== Task to complete ==
Output, without alteration, the first line of the entries and each line after it, stopping with the line that contains "min: Vec<f64>, scale: Vec<f64>".

(Dataset excerpts)
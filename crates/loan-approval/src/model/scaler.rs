use serde::{Deserialize, Serialize};

use super::{ensure_finite, ensure_width, FeatureScaler, ModelError};

const COMPONENT: &str = "scaler";

/// Fitted scaler parameters as exported by the training pipeline.
#[derive(Debug, Clone, PartialEq, Serialize, Deserialize)]
#[serde(tag = "kind", rename_all = "snake_case")]
pub enum FittedScaler {
    /// Standardization: `(x - mean) / scale`. A zero scale marks a constant column and is
    /// treated as 1.
    Standard { mean: Vec<f64>, scale: Vec<f64> },
    /// Range scaling: `x * scale + min`.
    MinMax { min: Vec<f64>, scale: Vec<f64> },
    Identity { n_features: usize },
}

impl FittedScaler {
    pub const fn kind(&self) -> &'static str {
        match self {
            FittedScaler::Standard { .. } => "standard",
            FittedScaler::MinMax { .. } => "min_max",
            FittedScaler::Identity { .. } => "identity",
        }
    }

    pub(crate) fn validate(&self) -> Result<(), ModelError> {
        let (offsets, factors) = match self {
            FittedScaler::Standard { mean, scale } => (mean, scale),
            FittedScaler::MinMax { min, scale } => (min, scale),
            FittedScaler::Identity { n_features } => {
                if *n_features == 0 {
                    return Err(invalid("identity scaler declares zero features"));
                }
                return Ok(());
            }
        };

        if offsets.is_empty() {
            return Err(invalid("no fitted columns"));
        }
        if offsets.len() != factors.len() {
            return Err(invalid(format!(
                "{} offset(s) but {} scale factor(s)",
                offsets.len(),
                factors.len()
            )));
        }
        ensure_finite(COMPONENT, offsets)?;
        ensure_finite(COMPONENT, factors)
    }
}

impl FeatureScaler for FittedScaler {
    fn n_features(&self) -> usize {
        match self {
            FittedScaler::Standard { mean, .. } => mean.len(),
            FittedScaler::MinMax { min, .. } => min.len(),
            FittedScaler::Identity { n_features } => *n_features,
        }
    }

    fn transform(&self, row: &[f64]) -> Result<Vec<f64>, ModelError> {
        ensure_width(COMPONENT, self.n_features(), row)?;
        ensure_finite(COMPONENT, row)?;

        let scaled: Vec<f64> = match self {
            FittedScaler::Standard { mean, scale } => row
                .iter()
                .zip(mean.iter().zip(scale))
                .map(|(value, (mean, scale))| {
                    let divisor = if *scale == 0.0 { 1.0 } else { *scale };
                    (value - mean) / divisor
                })
                .collect(),
            FittedScaler::MinMax { min, scale } => row
                .iter()
                .zip(min.iter().zip(scale))
                .map(|(value, (min, scale))| value * scale + min)
                .collect(),
            FittedScaler::Identity { .. } => row.to_vec(),
        };

        ensure_finite(COMPONENT, &scaled)?;
        Ok(scaled)
    }
}

fn invalid(detail: impl Into<String>) -> ModelError {
    ModelError::InvalidParameters {
        component: COMPONENT,
        detail: detail.into(),
    }
}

== Output for this task ==
filename crates/loan-approval/src/model/scaler.rs
use serde::{Deserialize, Serialize};

use super::{ensure_finite, ensure_width, FeatureScaler, ModelError};

const COMPONENT: &str = "scaler";

/// Fitted scaler parameters as exported by the training pipeline.
#[derive(Debug, Clone, PartialEq, Serialize, Deserialize)]
#[serde(tag = "kind", rename_all = "snake_case")]
pub enum FittedScaler {
    /// Standardization: `(x - mean) / scale`. A zero scale marks a constant column and is
    /// treated as 1.
    Standard { mean: Vec<f64>, scale: Vec<f64> },
    /// Range scaling: `x * scale + min`.
    MinMax { min: Vec<f64>, scale: Vec<f64> },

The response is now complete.